((
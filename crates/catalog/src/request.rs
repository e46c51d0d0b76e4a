use std::fmt;
use std::num::NonZeroU32;

use crate::error::RequestError;

/// Search text with surrounding whitespace removed. Never empty.
#[derive(Debug, Clone, PartialEq, Eq, Hash)]
pub struct Query(String);

impl Query {
	/// Trim `text` and reject it when nothing is left.
	pub fn parse(text: &str) -> Result<Self, RequestError> {
		let trimmed = text.trim();
		if trimmed.is_empty() {
			return Err(RequestError::BlankQuery);
		}
		Ok(Self(trimmed.to_string()))
	}

	#[must_use]
	pub fn as_str(&self) -> &str {
		&self.0
	}
}

impl fmt::Display for Query {
	fn fmt(&self, f: &mut fmt::Formatter<'_>) -> fmt::Result {
		f.write_str(&self.0)
	}
}

/// One-based page number.
#[derive(Debug, Clone, Copy, PartialEq, Eq, PartialOrd, Ord, Hash)]
pub struct Page(NonZeroU32);

impl Page {
	pub const FIRST: Self = Self(NonZeroU32::MIN);

	pub fn new(number: u32) -> Result<Self, RequestError> {
		NonZeroU32::new(number)
			.map(Self)
			.ok_or(RequestError::ZeroPage)
	}

	#[must_use]
	pub fn get(self) -> u32 {
		self.0.get()
	}
}

impl Default for Page {
	fn default() -> Self {
		Self::FIRST
	}
}

impl fmt::Display for Page {
	fn fmt(&self, f: &mut fmt::Formatter<'_>) -> fmt::Result {
		write!(f, "{}", self.0)
	}
}

/// A validated request for one page of search results.
#[derive(Debug, Clone, PartialEq, Eq)]
pub struct SearchRequest {
	pub query: Query,
	pub page: Page,
}

impl SearchRequest {
	/// Validate raw input into a request.
	pub fn new(query: &str, page: u32) -> Result<Self, RequestError> {
		Ok(Self {
			query: Query::parse(query)?,
			page: Page::new(page)?,
		})
	}

	#[must_use]
	pub fn from_parts(query: Query, page: Page) -> Self {
		Self { query, page }
	}

	/// Query string parameters sent to the search endpoint. Adult titles are
	/// always excluded and the language is fixed.
	#[must_use]
	pub fn params(&self) -> [(&'static str, String); 4] {
		[
			("query", self.query.as_str().to_string()),
			("page", self.page.get().to_string()),
			("include_adult", "false".to_string()),
			("language", "en-US".to_string()),
		]
	}
}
))
• **WHAT TO WORK ON**: Using the entries above, say how many lines contain the string "RequestError"; the number is the full reply.

• **WRITTEN SOLUTION**: 6